Máximo, en el país del desamparo I

Beatriz Vanegas Athías
16 de febrero de 2016 - 02:00 a. m.

Conocí a Máximo cuando aún tenía que ser María Paula Castellanos.

Tenía catorce años y cursaba el grado noveno en un prestante y supuestamente librepensador colegio de Floridablanca. Desde los cinco años cuando estaba en transición era una chica que se hacía rodear de todo tipo de problemas. Su profesora de entonces la recuerda sentada explicando con toda la vehemencia de un adulto, porqué había llevado revistas con mujeres desnudas para un trabajo manual.

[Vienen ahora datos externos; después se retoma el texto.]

//! Settings errors

/// Errors that can occur while loading or validating settings
#[derive(Debug, thiserror::Error)]
pub enum ConfigError {
    #[error("IO error: {0}")]
    Io(#[from] std::io::Error),

    #[error("YAML error: {0}")]
    Yaml(#[from] serde_yaml::Error),

    #[error("Placeholder marker must not be empty")]
    InvalidMarker,

    #[error("Invalid endpoint URL {url}: {reason}")]
    InvalidEndpoint { url: String, reason: String },
}

pub type ConfigResult<T> = Result<T, ConfigError>;
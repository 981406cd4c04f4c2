//! YAML settings file

use std::fs;
use std::path::{Path, PathBuf};

use super::error::ConfigResult;
use super::settings::StoreSettings;

/// Location of a YAML settings file
///
/// # Example
///
/// ```no_run
/// use paramstore_core::config::SettingsFile;
///
/// // ~/.config/paramstore/config.yaml
/// let settings = SettingsFile::user().load().unwrap();
/// ```
#[derive(Debug, Clone)]
pub struct SettingsFile {
    path: PathBuf,
}

impl SettingsFile {
    pub fn new(path: impl Into<PathBuf>) -> Self {
        Self { path: path.into() }
    }

    /// User-level settings file (`<config dir>/paramstore/config.yaml`)
    pub fn user() -> Self {
        let config_dir = dirs::config_dir()
            .unwrap_or_else(|| dirs::home_dir().unwrap_or_else(|| PathBuf::from(".")).join(".config"));
        Self::new(config_dir.join("paramstore").join("config.yaml"))
    }

    pub fn path(&self) -> &Path {
        &self.path
    }

    pub fn exists(&self) -> bool {
        self.path.exists()
    }

    /// Read settings, falling back to defaults when the file is absent
    pub fn load(&self) -> ConfigResult<StoreSettings> {
        if !self.exists() {
            return Ok(StoreSettings::default());
        }
        let content = fs::read_to_string(&self.path)?;
        StoreSettings::from_yaml(&content)
    }

    pub fn save(&self, settings: &StoreSettings) -> ConfigResult<()> {
        settings.validate()?;
        if let Some(parent) = self.path.parent() {
            fs::create_dir_all(parent)?;
        }
        let content = serde_yaml::to_string(settings)?;
        fs::write(&self.path, content)?;
        Ok(())
    }
}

A los trece confesó a sus padres su atracción hacía las mujeres y agregó que le gustaría haber nacido niño. La madre, enfermera –católica y patriarcal- sintió aquella circunstancia como un castigo divino por no sé qué pecado cometido. El padre, un ingeniero de la Universidad Industrial de Santander, más racional y cómplice, le advirtió de inmediato que se blindara porque no la iba a tener fácil en la vida.

Por eso cuando llegó el paso de la niñez a la adolescencia, María Paula –hoy Máximo- se había convertido en un personaje que en el ámbito escolar era fuerte al hablar y fuerte al actuar. En todas las iniciativas académicas, deportivas y artísticas era posible hallarla. Pero evoca con frustración que aquel colegio en donde estudiaban los jóvenes que luego liderarían los destinos de Santander, no le ofreció ni a él (entonces ella) ni a cada uno de los jóvenes homosexuales que proliferaban en cada grado escolar, la posibilidad de ser.

Recuerda con dolor la decisión de la Rectoría de situarla a un extremo del salón, lo más lejos posible de su amiga especial, sin una explicación o un diálogo que explicara aquella decisión. Aquel lunes en el colegio ella entró en un agujero negro de preguntas sin respuestas. Después vino la prohibición de comer en el restaurante colectivo con sus amigos de siempre; la matrícula condicional y la inhabilidad para ser Personera del colegio porque fue acusada de insultar a una de las señoras que servía en la cafetería.

A los veintitrés años María Paula por fin ha revuelto su vida para llegar a ser Máximo Castellanos, o Max, como aparece en su perfil de las redes sociales. El camino ha sido profundamente oscuro y culebrero. Ha sido además un filtro doloroso que empezó con la pérdida de los amigos, los mismos con los que él vivió su infancia y aspiraba conservar hasta la vejez. Ahora se han alejado porque no soportan o no entienden su decisión.

Acostumbrado como está a recibir golpes que lo segreguen, decidió llamarse Máximo Castellanos como un homenaje a su abuelo materno, como un homenaje a la madre que ha hecho de su estancia en el hogar, un espacio invivible. Supo entonces que debía darle a la madre el sitio que ella no se había dado con su rechazo.

Máximo Castellanos avanza en su Terapia de reemplazo hormonal en una ciudad como Bucaramanga gobernada por machos y sumamente arraigada en el patriarcado. Una ciudad donde es impensable una Política Pública para los Transgéneros, pero sobre ello hablaremos el próximo martes.